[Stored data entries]
====================

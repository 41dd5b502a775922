//! The single physical connection to the peer.
//!
//! `Transport` owns the connection state. The write half lives in a writer
//! task fed through a bounded queue, so frames are never interleaved on the
//! wire and a caller that gives up mid-write cannot leave half a frame
//! behind. Every write has a deadline; a write that misses it closes the
//! connection. The read half is handed back from [`Transport::connect`] to
//! whoever runs the receive loop.

use super::{retry_async, CloseReason, ConnectionState, Dialer, FrameSink, FrameStream, RetryConfig};
use crate::config::ProtocolConfig;
use crate::error::{Result, SyncwireError};
use std::sync::{Arc, Mutex, PoisonError};
use std::time::Duration;
use tokio::sync::{mpsc, oneshot, watch};
use tracing::{debug, info, trace, warn};

enum WriteCommand {
    Frame {
        frame: Vec<u8>,
        done: oneshot::Sender<Result<()>>,
    },
    Close {
        reason: CloseReason,
        done: oneshot::Sender<()>,
    },
}

/// Owner of one connection's lifecycle and write queue.
pub struct Transport {
    peer: String,
    state: Arc<watch::Sender<ConnectionState>>,
    commands: Mutex<Option<mpsc::Sender<WriteCommand>>>,
    write_timeout: Duration,
    close_timeout: Duration,
}

impl std::fmt::Debug for Transport {
    fn fmt(&self, f: &mut std::fmt::Formatter<'_>) -> std::fmt::Result {
        f.debug_struct("Transport")
            .field("peer", &self.peer)
            .field("state", &self.state())
            .field("write_timeout", &self.write_timeout)
            .finish()
    }
}

impl Transport {
    /// Create a transport for `peer` in the `Disconnected` state.
    pub fn new(peer: impl Into<String>) -> Self {
        let (state, _) = watch::channel(ConnectionState::Disconnected);
        Self {
            peer: peer.into(),
            state: Arc::new(state),
            commands: Mutex::new(None),
            write_timeout: ProtocolConfig::WRITE_TIMEOUT,
            close_timeout: ProtocolConfig::CLOSE_TIMEOUT,
        }
    }

    /// Set the deadline for writing one frame.
    pub fn with_write_timeout(mut self, timeout: Duration) -> Self {
        self.write_timeout = timeout;
        self
    }

    /// Dial the peer with bounded retries.
    ///
    /// On success the transport is `Connected`, the writer task is running
    /// and the read half is returned for the receive loop. When every
    /// attempt fails the transport goes back to `Disconnected` and
    /// `ConnectionFailed` is returned.
    pub async fn connect(
        &self,
        dialer: &dyn Dialer,
        retry: &RetryConfig,
        dial_timeout: Duration,
    ) -> Result<Box<dyn FrameStream>> {
        if self.state() != ConnectionState::Disconnected {
            return Err(SyncwireError::transport(format!(
                "cannot connect while {}",
                self.state()
            )));
        }
        self.state.send_replace(ConnectionState::Connecting);

        let peer = self.peer.clone();
        let (result, stats) = retry_async(
            retry,
            |attempt| {
                let peer = peer.clone();
                async move {
                    info!("Connection attempt {} to {}", attempt, peer);
                    match tokio::time::timeout(dial_timeout, dialer.dial()).await {
                        Ok(result) => result,
                        Err(_) => Err(SyncwireError::transport(format!(
                            "dial timed out after {:?}",
                            dial_timeout
                        ))),
                    }
                }
            },
            |e: &SyncwireError| !matches!(e, SyncwireError::Config { .. }),
        )
        .await;

        match result {
            Ok(connection) => {
                let (commands, queue) = mpsc::channel(ProtocolConfig::WRITE_QUEUE_DEPTH);
                let writer = Writer {
                    peer: self.peer.clone(),
                    sink: connection.sink,
                    state: Arc::clone(&self.state),
                    write_timeout: self.write_timeout,
                };
                tokio::spawn(writer.run(queue));

                *self.lock_commands() = Some(commands);
                self.state.send_replace(ConnectionState::Connected);
                info!(
                    "Connected to {} after {} attempt(s)",
                    self.peer, stats.attempts
                );
                Ok(connection.stream)
            }
            Err(SyncwireError::Config { message }) => {
                self.state.send_replace(ConnectionState::Disconnected);
                Err(SyncwireError::Config { message })
            }
            Err(e) => {
                self.state.send_replace(ConnectionState::Disconnected);
                warn!(
                    "Giving up on {} after {} attempts: {}",
                    self.peer, stats.attempts, e
                );
                Err(SyncwireError::ConnectionFailed {
                    peer: self.peer.clone(),
                    attempts: stats.attempts,
                    last_error: stats.last_error.unwrap_or_else(|| e.to_string()),
                })
            }
        }
    }

    /// Write one complete frame.
    ///
    /// A frame over [`ProtocolConfig::MAX_FRAME_SIZE`] fails with
    /// `Validation` and the connection stays up. Otherwise fails with
    /// `Transport` unless the connection is `Connected`. A write failure or
    /// a missed write deadline closes the transport; the caller is
    /// responsible for abandoning outstanding exchanges.
    ///
    /// Dropping the returned future never truncates a frame: once queued,
    /// the writer task finishes it.
    pub async fn send(&self, frame: Vec<u8>) -> Result<()> {
        if frame.len() > ProtocolConfig::MAX_FRAME_SIZE {
            return Err(SyncwireError::frame_too_large(frame.len()));
        }

        let commands = self.commands()?;
        let (done, written) = oneshot::channel();
        commands
            .send(WriteCommand::Frame { frame, done })
            .await
            .map_err(|_| self.writer_stopped())?;
        written.await.unwrap_or_else(|_| Err(self.writer_stopped()))
    }

    /// Transition to `Closed`. Returns `true` if this call made the change.
    pub fn mark_closed(&self) -> bool {
        mark_closed(&self.state)
    }

    /// Close the connection from our side.
    ///
    /// The state flips to `Closed` immediately. The close signal queues
    /// behind frames already accepted by the writer; this waits at most
    /// [`ProtocolConfig::CLOSE_TIMEOUT`] for it to go out.
    pub async fn close(&self, reason: &CloseReason) {
        self.mark_closed();
        let commands = self.lock_commands().take();
        let Some(commands) = commands else {
            return;
        };

        let (done, sent) = oneshot::channel();
        let command = WriteCommand::Close {
            reason: reason.clone(),
            done,
        };
        let signal = async move {
            if commands.send(command).await.is_ok() {
                let _ = sent.await;
            }
        };
        if tokio::time::timeout(self.close_timeout, signal).await.is_err() {
            debug!(
                "Close signal to {} not sent within {:?}",
                self.peer, self.close_timeout
            );
        }
    }

    /// Current connection state.
    pub fn state(&self) -> ConnectionState {
        *self.state.borrow()
    }

    /// Watch state transitions.
    pub fn subscribe(&self) -> watch::Receiver<ConnectionState> {
        self.state.subscribe()
    }

    /// The peer this transport talks to.
    pub fn peer(&self) -> &str {
        &self.peer
    }

    fn commands(&self) -> Result<mpsc::Sender<WriteCommand>> {
        let state = self.state();
        match (state, self.lock_commands().as_ref()) {
            (ConnectionState::Connected, Some(commands)) => Ok(commands.clone()),
            _ => Err(SyncwireError::transport(format!(
                "cannot send while {}",
                state
            ))),
        }
    }

    fn lock_commands(&self) -> std::sync::MutexGuard<'_, Option<mpsc::Sender<WriteCommand>>> {
        self.commands.lock().unwrap_or_else(PoisonError::into_inner)
    }

    fn writer_stopped(&self) -> SyncwireError {
        SyncwireError::transport(format!("writer for {} stopped", self.peer))
    }
}

fn mark_closed(state: &watch::Sender<ConnectionState>) -> bool {
    state.send_if_modified(|state| {
        if *state == ConnectionState::Closed {
            false
        } else {
            *state = ConnectionState::Closed;
            true
        }
    })
}

/// Sole owner of the write half.
struct Writer {
    peer: String,
    sink: Box<dyn FrameSink>,
    state: Arc<watch::Sender<ConnectionState>>,
    write_timeout: Duration,
}

impl Writer {
    async fn run(mut self, mut queue: mpsc::Receiver<WriteCommand>) {
        while let Some(command) = queue.recv().await {
            match command {
                WriteCommand::Frame { frame, done } => {
                    let size = frame.len();
                    match self.write(frame).await {
                        Ok(()) => {
                            trace!("Wrote {} bytes to {}", size, self.peer);
                            let _ = done.send(Ok(()));
                        }
                        Err(e @ SyncwireError::Validation { .. }) => {
                            let _ = done.send(Err(e));
                        }
                        Err(e) => {
                            warn!("Write to {} failed: {}", self.peer, e);
                            mark_closed(&self.state);
                            let _ = done.send(Err(e));
                            return;
                        }
                    }
                }
                WriteCommand::Close { reason, done } => {
                    self.close(&reason).await;
                    let _ = done.send(());
                    return;
                }
            }
        }

        // Every handle is gone.
        self.close(&CloseReason::LocalShutdown).await;
    }

    async fn write(&mut self, frame: Vec<u8>) -> Result<()> {
        match tokio::time::timeout(self.write_timeout, self.sink.send_frame(frame)).await {
            Ok(Ok(())) => Ok(()),
            Ok(Err(e @ (SyncwireError::Transport { .. } | SyncwireError::Validation { .. }))) => {
                Err(e)
            }
            Ok(Err(other)) => Err(SyncwireError::transport(other)),
            Err(_) => Err(SyncwireError::transport(format!(
                "write did not complete within {:?}",
                self.write_timeout
            ))),
        }
    }

    async fn close(&mut self, reason: &CloseReason) {
        match tokio::time::timeout(self.write_timeout, self.sink.close()).await {
            Ok(Ok(())) => debug!("Sent close to {} ({})", self.peer, reason),
            Ok(Err(e)) => debug!("Close signal to {} failed ({}): {}", self.peer, reason, e),
            Err(_) => debug!("Close signal to {} timed out ({})", self.peer, reason),
        }
    }
}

====================

* **WHAT TO PRODUCE**:
From the records, copy out each line that includes the string "CloseReason".

* **RESPONSE AREA**:
use super::{retry_async, CloseReason, ConnectionState, Dialer, FrameSink, FrameStream, RetryConfig};
        reason: CloseReason,
    pub async fn close(&self, reason: &CloseReason) {
        self.close(&CloseReason::LocalShutdown).await;
    async fn close(&mut self, reason: &CloseReason) {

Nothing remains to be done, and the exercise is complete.